Lofters Aisha K, Mark Amy, Taljaard Monica, Green Michael E, Glazier Richard H, Dahrouge Simone
Department of Family & Community Medicine, St. Michael's Hospital, 30 Bond St, Toronto, ON, M5B1W8, Canada.
Department of Family & Community Medicine, University of Toronto, 500 University Ave. 5th Floor, Toronto, ON, M5G1V7, Canada.
BMC Fam Pract. 2018 Aug 29;19(1):147. doi: 10.1186/s12875-018-0827-1.

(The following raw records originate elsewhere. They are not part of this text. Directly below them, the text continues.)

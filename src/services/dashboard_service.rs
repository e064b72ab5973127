// src/services/dashboard_service.rs

use std::{collections::BTreeMap, str::FromStr};

use anyhow::Context;
use futures::Stream;
use rust_decimal::{Decimal, RoundingStrategy};
use serde::de::IgnoredAny;
use serde_json::{json, Value};

use crate::{
    common::error::AppError,
    models::{
        auth::Session,
        dashboard::{
            AdminOverview, Alert, DashboardQuery, DashboardSnapshot, DashboardView, FilterOptions, KpiMap,
            LocationPerformance, MetricsResponse, Phase, SeriesPoint, SimulationPayload, SimulationRequest,
            SimulationResponse, SimulationView, StackedSeries, TopItem, TopRestaurant,
        },
    },
    services::gateway::ApiClient,
};

pub const KPI_TOTAL_SALES: &str = "totalVendas";
pub const KPI_ORDERS: &str = "pedidos";
pub const KPI_TICKET: &str = "ticketMedio";
pub const KPI_CHURN: &str = "churn";
pub const KPI_ACTIVE_CLIENTS: &str = "clientesAtivos";

#[derive(Clone)]
pub struct DashboardService {
    api: ApiClient,
}

impl DashboardService {
    pub fn new(api: ApiClient) -> Self {
        Self { api }
    }

    pub async fn fetch_options(&self, session: &Session) -> Result<FilterOptions, AppError> {
        self.api.get_json(session, "/filters/options", &[]).await
    }

    pub async fn fetch_metrics(&self, session: &Session, query: &DashboardQuery) -> Result<MetricsResponse, AppError> {
        self.api.get_json(session, "/metrics", &query.metrics_params()).await
    }

    pub async fn fetch_channel_breakdown(
        &self,
        session: &Session,
        query: &DashboardQuery,
    ) -> Result<BTreeMap<String, f64>, AppError> {
        self.api.get_json(session, "/panel/by-channel", &query.breakdown_params()).await
    }

    pub async fn fetch_top_items(&self, session: &Session, query: &DashboardQuery) -> Result<Vec<TopItem>, AppError> {
        self.api.get_json(session, "/panel/top-items", &query.metrics_params()).await
    }

    pub async fn fetch_suggestions(&self, session: &Session) -> Result<Vec<String>, AppError> {
        self.api.get_json(session, "/suggestions", &[]).await
    }

    // O cnpj de "ver como" só segue para a API quando quem pede é admin
    pub async fn fetch_stacked(&self, session: &Session, query: &DashboardQuery) -> Result<StackedSeries, AppError> {
        let params = query.stacked_params(session.is_admin());
        self.api.get_json(session, "/series/by-channel", &params).await
    }

    pub async fn fetch_alerts(&self, session: &Session) -> Result<Vec<Alert>, AppError> {
        self.api.get_json(session, "/alerts", &[]).await
    }

    pub async fn open_kpi_stream(
        &self,
        session: &Session,
    ) -> Result<impl Stream<Item = Result<eventsource_stream::Event, AppError>> + Send + 'static, AppError> {
        self.api.open_event_stream(session, "/stream/kpis").await
    }

    /// Projeção do simulador: só repassa o que a API calculou.
    pub async fn simulate(&self, session: &Session, payload: &SimulationPayload) -> Result<SimulationView, AppError> {
        let request = SimulationRequest {
            canal: &payload.channel,
            investimento: payload.investment,
            duracao_dias: payload.duration_days,
        };
        let response: SimulationResponse = self
            .api
            .post_json(session, "/simulate/campaign", &request)
            .await
            .map_err(|e| e.or_message("Não foi possível simular a campanha."))?;

        Ok(response.into())
    }

    pub async fn export_csv(
        &self,
        session: &Session,
        query: &DashboardQuery,
    ) -> Result<(Option<String>, Vec<u8>), AppError> {
        self.api
            .get_bytes(session, "/export/csv", &query.metrics_params())
            .await
            .map_err(|e| e.or_message("Falha ao exportar CSV."))
    }

    pub async fn seed_more(&self, session: &Session, days: u32) -> Result<(), AppError> {
        let _: IgnoredAny = self
            .api
            .post_json(session, "/dev/seed-more", &json!({ "days": days }))
            .await
            .map_err(|e| e.or_message("Falha ao gerar dados de demonstração."))?;
        tracing::info!("Dados de demonstração gerados ({} dias)", days);
        Ok(())
    }

    pub async fn campaigns(&self, session: &Session) -> Result<Vec<Value>, AppError> {
        degrade_to_empty("/panel/campaigns", self.api.get_json(session, "/panel/campaigns", &[]).await)
    }

    pub async fn restaurants(&self, session: &Session) -> Result<Vec<Value>, AppError> {
        degrade_to_empty("/admin/restaurantes", self.api.get_json(session, "/admin/restaurantes", &[]).await)
    }
}

// Feeds opcionais: só a perda de autorização sobe, o resto vira lista vazia
fn degrade_to_empty(path: &str, result: Result<Vec<Value>, AppError>) -> Result<Vec<Value>, AppError> {
    match result {
        Ok(rows) => Ok(rows),
        Err(e) if e.is_auth_expired() => Err(e),
        Err(e) => {
            tracing::warn!("{} indisponível, exibindo lista vazia: {}", path, e);
            Ok(Vec::new())
        }
    }
}

// --- Estado do painel ---

#[derive(Debug, Clone, Copy, PartialEq, Eq)]
pub enum Slice {
    Metrics,
    ChannelBreakdown,
    TopItems,
    Suggestions,
    Stacked,
}

/// Último número de sequência aplicado numa fatia do snapshot.
#[derive(Debug, Clone, Copy, Default)]
pub struct SliceClock {
    committed: u64,
}

impl SliceClock {
    /// `true` se `seq` ainda pode ser aplicado (não é mais antigo que o último).
    pub fn admit(&mut self, seq: u64) -> bool {
        if seq < self.committed {
            return false;
        }
        self.committed = seq;
        true
    }
}

#[derive(Debug, Clone, Copy, Default)]
pub struct SliceClocks {
    metrics: SliceClock,
    channel_breakdown: SliceClock,
    top_items: SliceClock,
    suggestions: SliceClock,
    stacked: SliceClock,
}

impl SliceClocks {
    pub fn clock(&mut self, slice: Slice) -> &mut SliceClock {
        match slice {
            Slice::Metrics => &mut self.metrics,
            Slice::ChannelBreakdown => &mut self.channel_breakdown,
            Slice::TopItems => &mut self.top_items,
            Slice::Suggestions => &mut self.suggestions,
            Slice::Stacked => &mut self.stacked,
        }
    }
}

#[derive(Debug, Default)]
pub struct DashboardState {
    pub phase: Phase,
    pub query: DashboardQuery,
    pub options: FilterOptions,
    pub snapshot: DashboardSnapshot,
    pub clocks: SliceClocks,
    // Ciclos completos emitidos / buscas da série empilhada emitidas
    pub issued: u64,
    pub stacked_issued: u64,
}

impl DashboardState {
    pub fn view(&self, is_admin: bool) -> DashboardView {
        let snapshot = &self.snapshot;
        DashboardView {
            phase: self.phase,
            query: self.query.clone(),
            options: self.options.clone(),
            kpis: visible_kpis(&snapshot.kpis, is_admin),
            total_sales: total_sales(&snapshot.kpis),
            time_series: snapshot.time_series.clone(),
            channel_breakdown: snapshot.channel_breakdown.clone(),
            stacked_series: snapshot.stacked_series.clone(),
            top_items: snapshot.top_items.clone(),
            alerts: snapshot.alerts.items().to_vec(),
            suggestions: snapshot.suggestions.clone(),
            refreshed_at: snapshot.refreshed_at,
            admin: is_admin.then(|| admin_overview(&snapshot.kpis, &snapshot.channel_breakdown, &self.options)),
        }
    }
}

// --- Derivações ---

// Fora da faixa do Decimal (ou NaN) conta como zero, com aviso no log
fn to_decimal(field: &str, value: f64) -> Decimal {
    match Decimal::from_str(&value.to_string()) {
        Ok(decimal) => decimal,
        Err(e) => {
            tracing::warn!("KPI {} = {} não cabe em Decimal ({}), usando 0", field, value, e);
            Decimal::ZERO
        }
    }
}

fn round_money(value: Decimal) -> Decimal {
    value.round_dp_with_strategy(2, RoundingStrategy::MidpointAwayFromZero)
}

/// `totalVendas` quando a API manda; senão pedidos × ticket médio.
pub fn total_sales(kpis: &KpiMap) -> Decimal {
    if let Some(total) = kpis.get(KPI_TOTAL_SALES) {
        return round_money(to_decimal(KPI_TOTAL_SALES, *total));
    }
    let (Some(orders), Some(ticket)) = (kpis.get(KPI_ORDERS), kpis.get(KPI_TICKET)) else {
        return Decimal::ZERO;
    };
    let orders = to_decimal(KPI_ORDERS, *orders);
    let ticket = to_decimal(KPI_TICKET, *ticket);
    match orders.checked_mul(ticket) {
        Some(total) => round_money(total),
        None => {
            tracing::warn!("Pedidos × ticket médio estourou ({} × {}), total zerado", orders, ticket);
            Decimal::ZERO
        }
    }
}

/// Mescla campo a campo; o que chega por último prevalece.
pub fn merge_kpis(target: &mut KpiMap, patch: KpiMap) {
    target.extend(patch);
}

// Churn é informação interna: cliente não vê
pub fn visible_kpis(kpis: &KpiMap, is_admin: bool) -> KpiMap {
    let mut visible = kpis.clone();
    if !is_admin {
        visible.remove(KPI_CHURN);
    }
    visible
}

/// Mensagem `data:` do stream de KPIs. Campos não numéricos são ignorados.
pub fn parse_kpi_patch(data: &str) -> Option<KpiMap> {
    let fields: serde_json::Map<String, Value> = match serde_json::from_str(data) {
        Ok(fields) => fields,
        Err(e) => {
            tracing::debug!("Mensagem de KPI ignorada ({}): {}", e, data);
            return None;
        }
    };
    Some(
        fields
            .into_iter()
            .filter_map(|(key, value)| value.as_f64().map(|v| (key, v)))
            .collect(),
    )
}

// Valor do canal i; ausente ou zero conta como 1
fn breakdown_factor(values: &[f64], i: usize) -> f64 {
    match values.get(i) {
        Some(v) if *v != 0.0 => *v,
        _ => 1.0,
    }
}

pub fn admin_overview(
    kpis: &KpiMap,
    channel_breakdown: &BTreeMap<String, f64>,
    options: &FilterOptions,
) -> AdminOverview {
    let factors: Vec<f64> = channel_breakdown.values().copied().collect();

    // Placeholders até a API expor um ranking de verdade
    let top_restaurantes = options
        .locations
        .iter()
        .take(3)
        .enumerate()
        .map(|(i, nome)| TopRestaurant {
            nome: nome.clone(),
            valor: (breakdown_factor(&factors, i) * 1000.0 + 20000.0 - 3000.0 * i as f64).round() as i64,
            campanhas_ativas: 30 - 7 * i as i64,
        })
        .collect();

    let locations: Vec<&String> = options.locations.iter().take(5).collect();
    let desempenho_por_loja = LocationPerformance {
        labels: locations.iter().map(|l| l.to_string()).collect(),
        valores: (0..locations.len())
            .map(|i| (breakdown_factor(&factors, i) * 800.0 + 150000.0 - 12000.0 * i as f64).round() as i64)
            .collect(),
    };

    AdminOverview {
        restaurantes_ativos: options.locations.len(),
        vendas_totais_mes: total_sales(kpis),
        campanhas_ativas: 0,
        clientes_finais_ativos: kpis.get(KPI_ACTIVE_CLIENTS).copied().unwrap_or(0.0),
        top_restaurantes,
        desempenho_por_loja,
    }
}

/// CSV "hora,pedidos" da série exibida.
pub fn series_csv(points: &[SeriesPoint]) -> Result<Vec<u8>, AppError> {
    let mut writer = csv::Writer::from_writer(Vec::new());
    writer.write_record(["hora", "pedidos"]).context("Falha ao gerar CSV")?;
    for point in points {
        writer
            .write_record([point.label.as_str(), point.value.to_string().as_str()])
            .context("Falha ao gerar CSV")?;
    }
    let bytes = writer.into_inner().map_err(|e| anyhow::anyhow!("Falha ao gerar CSV: {}", e))?;
    Ok(bytes)
}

Primary care has been reformed in recent years in Ontario, Canada, with a move away from traditional fee-for-service to enhanced fee-for-service and capitation-based models. It is unclear how new models have affected disparities in cancer screening. We evaluated whether Ontario's enhanced fee-for-service model was associated with a change in the gaps in cancer screening for people living with low income and people who are foreign-born.

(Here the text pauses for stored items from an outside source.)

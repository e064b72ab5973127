use axum::{
    extract::{Query, State},
    response::{IntoResponse, Redirect, Response},
    Json,
};
use axum_extra::extract::cookie::CookieJar;
use uuid::Uuid;

use crate::{
    common::error::AppError,
    config::AppState,
    middleware::session::{session_cookie, CurrentSession},
    models::{
        auth::{
            FlowOutcome, LoginOutcome, LoginPayload, LoginQuery, LoginView, ProfileView, ResetPasswordPayload,
            RoleQuery, SignupPayload,
        },
        cnpj::{CnpjCheckPayload, CnpjRequestPayload, CnpjStatusView},
    },
    services::auth::login_path,
};

#[utoipa::path(
    get,
    path = "/login",
    tag = "Auth",
    params(
        ("role" = Option<String>, Query, description = "admin | cliente")
    ),
    responses(
        (status = 200, description = "Tela de login", body = LoginView),
        (status = 303, description = "Já autenticado: vai para /dashboard")
    )
)]
pub async fn login_page(current: CurrentSession, Query(query): Query<LoginQuery>) -> Response {
    if current.session.is_authenticated() {
        return Redirect::to("/dashboard").into_response();
    }
    let role = query.role.unwrap_or_default();
    Json(LoginView { role, profile: role.profile_label().to_string() }).into_response()
}

#[utoipa::path(
    post,
    path = "/login",
    tag = "Auth",
    request_body = LoginPayload,
    params(
        ("role" = Option<String>, Query, description = "Perfil com que a tela foi aberta"),
        ("next" = Option<String>, Query, description = "Rota pretendida (somente caminhos locais)")
    ),
    responses(
        (status = 200, description = "Login efetuado", body = LoginOutcome),
        (status = 400, description = "E-mail ou senha em branco"),
        (status = 401, description = "Credenciais recusadas pela API")
    )
)]
pub async fn login(
    State(app_state): State<AppState>,
    current: CurrentSession,
    jar: CookieJar,
    Query(query): Query<LoginQuery>,
    Json(payload): Json<LoginPayload>,
) -> Result<(CookieJar, Json<LoginOutcome>), AppError> {
    let (session, outcome) = app_state.auth_service.login(payload, &query).await?;

    // Reaproveita a aba se ela já tinha cookie; painel antigo não serve mais
    let tab = current.tab.unwrap_or_else(Uuid::new_v4);
    app_state.live.unmount(tab).await;
    app_state.sessions.establish(tab, &session).await?;

    let jar = jar.add(session_cookie(tab, app_state.config.secure_cookies));
    Ok((jar, Json(outcome)))
}

#[utoipa::path(
    post,
    path = "/signup",
    tag = "Auth",
    request_body = SignupPayload,
    responses(
        (status = 200, description = "Conta criada", body = FlowOutcome),
        (status = 400, description = "Dados inválidos ou CNPJ não aprovado"),
        (status = 409, description = "E-mail já cadastrado")
    )
)]
pub async fn signup(
    State(app_state): State<AppState>,
    Json(payload): Json<SignupPayload>,
) -> Result<Json<FlowOutcome>, AppError> {
    let outcome = app_state.auth_service.signup(payload).await?;
    Ok(Json(outcome))
}

#[utoipa::path(
    post,
    path = "/cnpj/check",
    tag = "Auth",
    request_body = CnpjCheckPayload,
    responses(
        (status = 200, description = "Situação do CNPJ na whitelist", body = CnpjStatusView),
        (status = 400, description = "CNPJ sem 14 dígitos")
    )
)]
pub async fn check_cnpj(
    State(app_state): State<AppState>,
    Json(payload): Json<CnpjCheckPayload>,
) -> Result<Json<CnpjStatusView>, AppError> {
    let view = app_state.cnpj_service.check(payload).await?;
    Ok(Json(view))
}

// /forgot e /reset são a mesma operação
#[utoipa::path(
    post,
    path = "/reset",
    tag = "Auth",
    request_body = ResetPasswordPayload,
    responses(
        (status = 200, description = "Senha atualizada", body = FlowOutcome),
        (status = 400, description = "Dados inválidos ou recusados pela API")
    )
)]
pub async fn reset_password(
    State(app_state): State<AppState>,
    Query(query): Query<RoleQuery>,
    Json(payload): Json<ResetPasswordPayload>,
) -> Result<Json<FlowOutcome>, AppError> {
    let outcome = app_state
        .auth_service
        .reset_password(payload, query.role.unwrap_or_default())
        .await?;
    Ok(Json(outcome))
}

#[utoipa::path(
    post,
    path = "/onboarding",
    tag = "Auth",
    request_body = CnpjRequestPayload,
    responses(
        (status = 200, description = "Solicitação registrada", body = CnpjStatusView),
        (status = 400, description = "CNPJ sem 14 dígitos")
    )
)]
pub async fn onboarding(
    State(app_state): State<AppState>,
    current: CurrentSession,
    Json(payload): Json<CnpjRequestPayload>,
) -> Result<Json<CnpjStatusView>, AppError> {
    let view = app_state.cnpj_service.request(&current.session, payload).await?;
    Ok(Json(view))
}

#[utoipa::path(
    post,
    path = "/logout",
    tag = "Auth",
    responses(
        (status = 303, description = "Sessão encerrada; volta ao login do mesmo perfil")
    )
)]
pub async fn logout(State(app_state): State<AppState>, current: CurrentSession) -> Redirect {
    if let Some(tab) = current.tab {
        app_state.live.unmount(tab).await;
        app_state.sessions.clear(tab).await;
    }
    tracing::info!("Logout de {}", current.session.email);
    Redirect::to(&login_path(current.session.role))
}

#[utoipa::path(
    get,
    path = "/configuracoes",
    tag = "Auth",
    responses(
        (status = 200, description = "Dados do usuário logado", body = ProfileView)
    )
)]
pub async fn profile(current: CurrentSession) -> Json<ProfileView> {
    Json(ProfileView::from(&current.session))
}

#[cfg(test)]
mod tests {
    use crate::common::testing::{browser, cookie_for, login_as, spawn_app, MockBackend, MockReply};
    use crate::models::auth::Role;
    use crate::services::auth::ADMIN_DOWNGRADE_WARNING;
    use axum::http::{header, Method, StatusCode};
    use serde_json::{json, Value};

    #[tokio::test]
    async fn admin_login_with_client_role_warns_and_issues_cookie() {
        let mock = MockBackend::new();
        mock.on(Method::POST, "/auth/login", MockReply::json(json!({
            "token": "jwt", "role": "cliente", "name": "Bia", "cnpj": "12345678000190"
        })));
        let (app, state) = spawn_app(&mock).await;

        let response = browser()
            .post(format!("{}/login?role=admin", app))
            .json(&json!({"email": "bia@mail.com", "password": "123456"}))
            .send()
            .await
            .unwrap();
        assert_eq!(response.status(), StatusCode::OK);

        let cookie = response.headers().get(header::SET_COOKIE).unwrap().to_str().unwrap().to_string();
        assert!(cookie.starts_with("inovatech_sid="));
        assert!(cookie.contains("HttpOnly"));
        let tab = cookie["inovatech_sid=".len()..].split(';').next().unwrap().parse().unwrap();

        let body: Value = response.json().await.unwrap();
        assert_eq!(body["redirectTo"], "/dashboard");
        assert_eq!(body["warning"], ADMIN_DOWNGRADE_WARNING);

        let session = state.sessions.load(tab).await;
        assert_eq!(session.token, "jwt");
        assert_eq!(session.role, Role::Cliente);
    }

    #[tokio::test]
    async fn login_page_redirects_authenticated_tabs() {
        let mock = MockBackend::new();
        let (app, state) = spawn_app(&mock).await;
        let tab = login_as(&state, Role::Cliente).await;

        let response = browser().get(format!("{}/login", app)).header("cookie", cookie_for(tab)).send().await.unwrap();
        assert_eq!(response.status(), StatusCode::SEE_OTHER);
        assert_eq!(response.headers().get(header::LOCATION).unwrap(), "/dashboard");

        let response = browser().get(format!("{}/login?role=admin", app)).send().await.unwrap();
        let body: Value = response.json().await.unwrap();
        assert_eq!(body, json!({"role": "admin", "profile": "Administrativo"}));
    }

    #[tokio::test]
    async fn logout_clears_session_and_returns_to_role_login() {
        let mock = MockBackend::new();
        let (app, state) = spawn_app(&mock).await;
        let tab = login_as(&state, Role::Admin).await;

        let response = browser().post(format!("{}/logout", app)).header("cookie", cookie_for(tab)).send().await.unwrap();
        assert_eq!(response.status(), StatusCode::SEE_OTHER);
        assert_eq!(response.headers().get(header::LOCATION).unwrap(), "/login?role=admin");
        assert!(!state.sessions.load(tab).await.is_authenticated());
    }

    #[tokio::test]
    async fn onboarding_rejects_short_cnpj_without_calling_backend() {
        let mock = MockBackend::new();
        let (app, _) = spawn_app(&mock).await;

        let response = browser()
            .post(format!("{}/onboarding", app))
            .json(&json!({"cnpj": "12.345.678/0001"}))
            .send()
            .await
            .unwrap();
        assert_eq!(response.status(), StatusCode::BAD_REQUEST);
        let body: Value = response.json().await.unwrap();
        assert_eq!(body["error"], "Informe um CNPJ válido com 14 dígitos.");
        assert!(mock.requests().is_empty());
    }

    #[tokio::test]
    async fn profile_never_exposes_token() {
        let mock = MockBackend::new();
        let (app, state) = spawn_app(&mock).await;
        let tab = login_as(&state, Role::Cliente).await;

        let response = browser().get(format!("{}/configuracoes", app)).header("cookie", cookie_for(tab)).send().await.unwrap();
        let body: Value = response.json().await.unwrap();
        assert_eq!(body["role"], "cliente");
        assert_eq!(body["cnpj"], "12345678000190");
        assert!(body.get("token").is_none());
    }

    #[tokio::test]
    async fn reset_validation_errors_list_fields() {
        let mock = MockBackend::new();
        let (app, _) = spawn_app(&mock).await;

        let response = browser()
            .post(format!("{}/forgot?role=cliente", app))
            .json(&json!({"email": "nao-e-email", "password": "123", "confirmacao": "321"}))
            .send()
            .await
            .unwrap();
        assert_eq!(response.status(), StatusCode::BAD_REQUEST);
        let body: Value = response.json().await.unwrap();
        assert!(body["details"]["email"].is_array());
        assert!(body["details"]["password"].is_array());
        assert!(mock.requests().is_empty());
    }
}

We conducted a population-based longitudinal analysis from 2002 to 2013 of Ontario family physicians who transitioned from traditional fee-for-service to enhanced fee-for-service. The binary outcomes of interest were adherence to cervical, breast and colorectal cancer screening recommendations. Outcomes were analyzed using mixed-effects logistic regression. Analyses produced annual odds ratios comparing the odds of being up-to-date for screening among patients in enhanced fee-for-service versus patients in traditional fee-for-service for each social stratum separately. We calculated the ratios of stratum-specific odds ratios to assess whether the transition from traditional to enhanced fee-for-service was associated with a change in screening gaps between immigrants and long-term residents, and between people in the lowest and highest neighbourhood income quintiles.
Throughout the study period, cancer screening was consistently lower among immigrants and among people in the lowest income quintile. Transition to enhanced fee-for-service was generally associated with increased screening uptake for all, however for most years, ratios of ratios were significantly less than 1 for all three cancer screening types, indicating that there was a widening of the screening gap between immigrants and long-term residents and between people living in the lowest vs. highest income quintile associated with transitions.
The transition to enhanced fee-for-service in Ontario was generally associated with a widening of screening inequities for foreign-born and low-income patients.
近年来,加拿大安大略省对初级医疗保健进行了改革,从传统的按服务收费模式转向强化按服务收费和基于人头费的模式。目前尚不清楚新模式如何影响癌症筛查方面的差异。我们评估了安大略省的强化按服务收费模式是否与低收入人群和外国出生人群在癌症筛查差距方面的变化有关。
我们对2002年至2013年从传统按服务收费模式转变为强化按服务收费模式的安大略家庭医生进行了基于人群的纵向分析。感兴趣的二元结局是对宫颈癌、乳腺癌和结直肠癌筛查建议的依从性。使用混合效应逻辑回归分析结局。分析分别得出每年的优势比,比较每个社会阶层中强化按服务收费模式下的患者与传统按服务收费模式下的患者进行最新筛查的几率。我们计算了特定阶层优势比的比率,以评估从传统按服务收费模式向强化按服务收费模式的转变是否与移民和长期居民之间以及邻里收入最低和最高五分位数人群之间的筛查差距变化有关。
在整个研究期间,移民和收入最低五分位数人群的癌症筛查率一直较低。向强化按服务收费模式的转变总体上与所有人的筛查接受率增加有关,然而在大多数年份,所有三种癌症筛查类型的比率之比均显著小于1,这表明与转变相关的移民和长期居民之间以及收入最低与最高五分位数人群之间的筛查差距在扩大。
安大略省向强化按服务收费模式的转变总体上与外国出生和低收入患者的筛查不平等加剧有关。